Pauline Fondevila est artiste plasticienne et utilise le dessin comme principal élément de son travail. Sa rencontre avec le dessinateur François Olislaeger va être le point de départ de ce drôle d’album, atypique et ludique, un voyage mouvementé dans un royaume de conte de fées moderne où pullulent les références et citations aux icônes culturelles contemporaines.

Le titre et le principe de l’album font immédiatement référence à Little Nemo in Slumberland, dont on fête cette année le centenaire de sa création par Winsor McCay. Ici, Little P. (pour Pauline ?) a remplacé le petit garçon rêveur, et chaque planche est pour l’héroïne une nouvelle rêverie qui se termine toujours de la même façon, par la même case connaissant quelque variante minime : la jeune femme devant son ordinateur, perdue dans ses pensées et ne parvenant pas à se concentrer sur son travail.
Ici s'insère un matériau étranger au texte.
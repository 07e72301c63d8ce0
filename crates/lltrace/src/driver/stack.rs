//! Persistent parse stack.
//!
//! Every configuration in a trace holds a [`SymbolStack`]. Pushing and popping
//! builds a new head on top of the frames below it, so all snapshots share the
//! part of the stack they have in common.

use crate::grammar::Symbol;
use std::fmt;
use std::sync::Arc;

struct Frame {
    symbol: Symbol,
    below: Option<Arc<Frame>>,
}

/// An immutable-by-sharing stack of symbols, top first.
#[derive(Clone, Default)]
pub struct SymbolStack {
    head: Option<Arc<Frame>>,
    len: usize,
}

impl SymbolStack {
    /// Create an empty stack.
    #[must_use]
    pub const fn new() -> Self {
        Self { head: None, len: 0 }
    }

    /// Build a stack from symbols listed bottom first.
    pub fn from_bottom<I>(symbols: I) -> Self
    where
        I: IntoIterator<Item = Symbol>,
    {
        let mut stack = Self::new();
        for symbol in symbols {
            stack.push(symbol);
        }
        stack
    }

    /// Push `symbol` on top.
    pub fn push(&mut self, symbol: Symbol) {
        let below = self.head.take();
        self.head = Some(Arc::new(Frame { symbol, below }));
        self.len += 1;
    }

    /// Remove the top symbol. Frames still referenced by snapshots stay alive.
    pub fn pop(&mut self) -> Option<Symbol> {
        let frame = self.head.take()?;
        self.len -= 1;
        match Arc::try_unwrap(frame) {
            Ok(frame) => {
                self.head = frame.below;
                Some(frame.symbol)
            }
            Err(shared) => {
                self.head.clone_from(&shared.below);
                Some(shared.symbol.clone())
            }
        }
    }

    /// The symbol on top, if any.
    #[must_use]
    pub fn top(&self) -> Option<&Symbol> {
        self.head.as_deref().map(|frame| &frame.symbol)
    }

    /// Number of symbols on the stack.
    #[must_use]
    pub const fn len(&self) -> usize {
        self.len
    }

    /// Whether the stack holds no symbols.
    #[must_use]
    pub const fn is_empty(&self) -> bool {
        self.len == 0
    }

    /// Symbols from the top down.
    pub fn iter(&self) -> Iter<'_> {
        Iter {
            next: self.head.as_deref(),
        }
    }

    /// Copy out the symbols bottom first, the order they are displayed in.
    #[must_use]
    pub fn to_vec(&self) -> Vec<Symbol> {
        let mut symbols: Vec<Symbol> = self.iter().cloned().collect();
        symbols.reverse();
        symbols
    }

    /// Symbol at `index`, counting from the bottom.
    #[must_use]
    pub fn get(&self, index: usize) -> Option<&Symbol> {
        if index >= self.len {
            return None;
        }
        self.iter().nth(self.len - 1 - index)
    }
}

impl Drop for SymbolStack {
    fn drop(&mut self) {
        // Unlink uniquely owned frames one by one; a recursive drop of a long
        // chain would overflow the call stack.
        let mut next = self.head.take();
        while let Some(frame) = next {
            match Arc::try_unwrap(frame) {
                Ok(mut frame) => next = frame.below.take(),
                Err(_) => break,
            }
        }
    }
}

impl PartialEq for SymbolStack {
    fn eq(&self, other: &Self) -> bool {
        self.len == other.len && self.iter().eq(other.iter())
    }
}

impl Eq for SymbolStack {}

impl fmt::Debug for SymbolStack {
    fn fmt(&self, f: &mut fmt::Formatter<'_>) -> fmt::Result {
        f.debug_list().entries(self.to_vec()).finish()
    }
}

impl FromIterator<Symbol> for SymbolStack {
    fn from_iter<I: IntoIterator<Item = Symbol>>(iter: I) -> Self {
        Self::from_bottom(iter)
    }
}

/// Iterator over a [`SymbolStack`], top first.
pub struct Iter<'a> {
    next: Option<&'a Frame>,
}

impl<'a> Iterator for Iter<'a> {
    type Item = &'a Symbol;

    fn next(&mut self) -> Option<Self::Item> {
        let frame = self.next?;
        self.next = frame.below.as_deref();
        Some(&frame.symbol)
    }
}

#[cfg(test)]
mod tests {
    use super::*;

    fn syms(texts: &[&str]) -> Vec<Symbol> {
        texts.iter().copied().map(Symbol::classify).collect()
    }

    #[test]
    fn push_pop_order() {
        let mut stack = SymbolStack::from_bottom(syms(&["$", "E"]));
        assert_eq!(stack.len(), 2);
        assert_eq!(stack.top(), Some(&Symbol::classify("E")));
        assert_eq!(stack.pop(), Some(Symbol::classify("E")));
        assert_eq!(stack.pop(), Some(Symbol::EndMarker));
        assert_eq!(stack.pop(), None);
        assert!(stack.is_empty());
    }

    #[test]
    fn snapshots_are_unaffected_by_later_changes() {
        let mut live = SymbolStack::from_bottom(syms(&["$", "E"]));
        let snapshot = live.clone();

        live.pop();
        live.push(Symbol::classify("E'"));
        live.push(Symbol::classify("T"));

        assert_eq!(snapshot.to_vec(), syms(&["$", "E"]));
        assert_eq!(live.to_vec(), syms(&["$", "E'", "T"]));
    }

    #[test]
    fn get_counts_from_bottom() {
        let stack = SymbolStack::from_bottom(syms(&["$", "E", "x"]));
        assert_eq!(stack.get(0), Some(&Symbol::EndMarker));
        assert_eq!(stack.get(1), Some(&Symbol::classify("E")));
        assert_eq!(stack.get(2), Some(&Symbol::classify("x")));
        assert_eq!(stack.get(3), None);
    }

    #[test]
    fn long_chains_drop_without_recursion() {
        let mut stack = SymbolStack::new();
        for _ in 0..200_000 {
            stack.push(Symbol::classify("a"));
        }
        let shared = stack.clone();
        drop(stack);
        assert_eq!(shared.len(), 200_000);
    }
}
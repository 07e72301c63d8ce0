//! # Syntax Tree Builder
//!
//! Reconstructs the concrete parse tree from a derivation [`Trace`].
//!
//! Every expansion in the trace becomes an internal node whose children
//! mirror the production's right-hand side (none for `ε`), and every terminal
//! match fills in the leaf it consumed. The builder checks that each step
//! lines up with the nodes built so far and fails instead of producing a
//! misshapen tree.
//!
//! [`Trace`]: crate::driver::Trace

mod builder;
mod node;

pub use builder::build_tree;
pub use node::{Preorder, SyntaxTreeNode};
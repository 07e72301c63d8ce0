//! # Rendering
//!
//! Plain-text views of a derivation: the step table and the indented tree.
//!
//! ```text
//! step | stack           | input           | action
//! -----|-----------------|-----------------|-------
//! 0    | $ E             | id $            | start
//! 1    | $ E' T          | id $            | apply E → T E'
//! ```

use crate::driver::{Configuration, Trace};
use crate::tree::SyntaxTreeNode;
use std::fmt::Write;

/// Layout settings for the renderers.
#[derive(Debug, Clone, PartialEq, Eq)]
pub struct RenderConfig {
    /// Indentation added per tree level.
    pub indent: String,
    /// Minimum width of the step column.
    pub step_width: usize,
    /// Minimum width of the stack column.
    pub stack_width: usize,
    /// Minimum width of the input column.
    pub input_width: usize,
}

impl Default for RenderConfig {
    fn default() -> Self {
        Self {
            indent: "  ".into(),
            step_width: 4,
            stack_width: 15,
            input_width: 15,
        }
    }
}

impl RenderConfig {
    /// Use `indent` for each tree level.
    #[must_use]
    pub fn with_indent(mut self, indent: impl Into<String>) -> Self {
        self.indent = indent.into();
        self
    }

    /// Set the minimum widths of the step, stack and input columns.
    #[must_use]
    pub const fn with_widths(mut self, step: usize, stack: usize, input: usize) -> Self {
        self.step_width = step;
        self.stack_width = stack;
        self.input_width = input;
        self
    }
}

/// What happened at a step, as shown in the action column.
#[must_use]
pub fn describe_action(previous: Option<&Configuration>, config: &Configuration) -> String {
    match (config.production(), previous) {
        (Some(production), _) => format!("apply {production}"),
        (None, Some(previous)) if config.step() > 0 => previous
            .input()
            .front()
            .map_or_else(|| "match".to_string(), |token| format!("match {token}")),
        (None, _) => "start".to_string(),
    }
}

/// Render the trace as a `step | stack | input | action` table.
#[must_use]
pub fn render_trace(trace: &Trace, config: &RenderConfig) -> String {
    let mut out = String::new();
    let (sw, kw, iw) = (config.step_width, config.stack_width, config.input_width);

    // Writing to a String cannot fail.
    let _ = writeln!(out, "{:<sw$} | {:<kw$} | {:<iw$} | action", "step", "stack", "input");
    let _ = writeln!(
        out,
        "{}-|-{}-|-{}-|-------",
        "-".repeat(sw),
        "-".repeat(kw),
        "-".repeat(iw)
    );

    let mut previous = None;
    for configuration in trace {
        let stack = join(configuration.stack().to_vec().iter());
        let input = join(configuration.input().as_slice().iter());
        let action = describe_action(previous, configuration);
        let _ = writeln!(
            out,
            "{:<sw$} | {:<kw$} | {:<iw$} | {}",
            configuration.step(),
            stack,
            input,
            action
        );
        previous = Some(configuration);
    }
    out
}

/// Render the tree, one node per line.
///
/// A node prints as its symbol, then ` (value)` for matched terminals, then
/// ` → [children]` when it has children.
#[must_use]
pub fn render_tree(node: &SyntaxTreeNode, config: &RenderConfig) -> String {
    let mut out = String::new();
    let mut pending = vec![(node, 0usize)];
    while let Some((node, depth)) = pending.pop() {
        if !out.is_empty() {
            out.push('\n');
        }
        out.push_str(&config.indent.repeat(depth));
        out.push_str(node.symbol.as_str());
        if let Some(value) = node.value() {
            let _ = write!(out, " ({value})");
        }
        if !node.is_leaf() {
            let _ = write!(out, " → [{}]", join(node.children.iter().map(|c| &c.symbol)));
        }
        pending.extend(node.children.iter().rev().map(|child| (child, depth + 1)));
    }
    out
}

fn join<T: std::fmt::Display>(items: impl Iterator<Item = T>) -> String {
    let mut out = String::new();
    for (i, item) in items.enumerate() {
        if i > 0 {
            out.push(' ');
        }
        let _ = write!(out, "{item}");
    }
    out
}

#[cfg(test)]
mod tests {
    use super::*;
    use crate::driver::drive;
    use crate::testing::{arithmetic_table, start_symbol, terminals};
    use crate::tree::build_tree;

    #[test]
    fn trace_table_rows() {
        let table = arithmetic_table();
        let trace = drive(&start_symbol(), &table, &terminals("id").unwrap()).unwrap();
        let text = render_trace(&trace, &RenderConfig::default());
        let lines: Vec<&str> = text.lines().collect();

        assert_eq!(lines[0], "step | stack           | input           | action");
        assert_eq!(lines[2], "0    | $ E             | id $            | start");
        assert_eq!(lines[3], "1    | $ E' T          | id $            | apply E → T E'");
        assert_eq!(lines[6], "4    | $ E' T'         | $               | match id");
        assert_eq!(lines[8], "6    | $               | $               | apply E' → ε");
        assert_eq!(lines.len(), 9);
    }

    #[test]
    fn tree_lines() {
        let table = arithmetic_table();
        let trace = drive(&start_symbol(), &table, &terminals("id").unwrap()).unwrap();
        let tree = build_tree(&trace).unwrap();
        let text = render_tree(&tree, &RenderConfig::default());
        assert_eq!(
            text,
            "E → [T E']\n  T → [F T']\n    F → [id]\n      id (id)\n    T'\n  E'"
        );
        assert_eq!(tree.to_string(), text);
    }

    #[test]
    fn custom_indent() {
        let table = arithmetic_table();
        let trace = drive(&start_symbol(), &table, &terminals("num").unwrap()).unwrap();
        let tree = build_tree(&trace).unwrap();
        let text = render_tree(&tree, &RenderConfig::default().with_indent("\t"));
        assert!(text.lines().any(|line| line == "\t\t\tnum (num)"));
    }
}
Et après ce dénouement rituel, la rêverie continue à la planche suivante, là où elle s’était brutalement arrêtée, permettant à P. et ses lecteurs de suivre son parcours à Echoesland. Un parcours surtout amoureux d’ailleurs, puisque P. va vite rencontrer un autre P. (pour Prince Charmant ?). Tout au long de l’album, les deux jeunes gens vont alors jouer au chat et à la souris, se perdre et se retrouver, et exécuter ainsi un charmant mais mouvementé ballet de séduction. C’est que Echoesland n’est pas un endroit de tout repos. Il s’y passe toujours quelque chose et la fantaisie y règne en maître.

Cet onirisme, loin d’être abstrait ou peuplé de signes confus à interpréter, est entièrement référentiel. Echoesland, ou le pays de la mémoire. C’est toute une série de citations culturelles du vingtième siècle qui défilent ainsi à chaque planche, presque à chaque vignette. On pourrait voir dans ce flot de réminiscences culturelles les influences de P. avant de se mettre à son propre travail de création ; comme si, à flâner ainsi dans son musée intérieur, elle convoquait ses maîtres afin d’être solidement épaulée dans son activité personnelle.

Cela commence par du Godard (maintes fois sollicité, mais n’est-il pas l’un des premiers à jouer de cet art du collage et des confrontations entre les œuvres, entre les arts ?), pour finir, drôle de translation, sur du Sofia Coppola. Entre les deux, c’est au lecteur de jouer en faisant appel à son sens de l’observation et ses propres connaissances ; et de repérer ici du Jacques Demy, là Art Spiegelman et Alfred Jarry ou encore ailleurs un air de Nirvana. L’ensemble ressemble à un drôle de collage, patchwork titillant la mémoire du lecteur, jouant des contrastes et des rapprochements audacieux. Une fausse table des matières centrale permettant de mettre un nom sur une image ou même de découvrir le travail d’un artiste qui nous était encore inconnu.

Ce zapping effréné est mené avec maîtrise par Olislaeger. Son trait naïf mais foisonnant de détails, allié à une palette de couleurs lumineuses, lui permet de dérouler ses strips avec dynamisme et naturel. L’ensemble se lit d’une traite par le lecteur emporté de case en case dans ce tourbillon ininterrompu, comme un jeu de pistes dont on serait pressé de connaître la destination finale. Un bel hommage au plaisir de lire, de voir, d’écouter, et finalement se perdre dans son Echoesland personnel.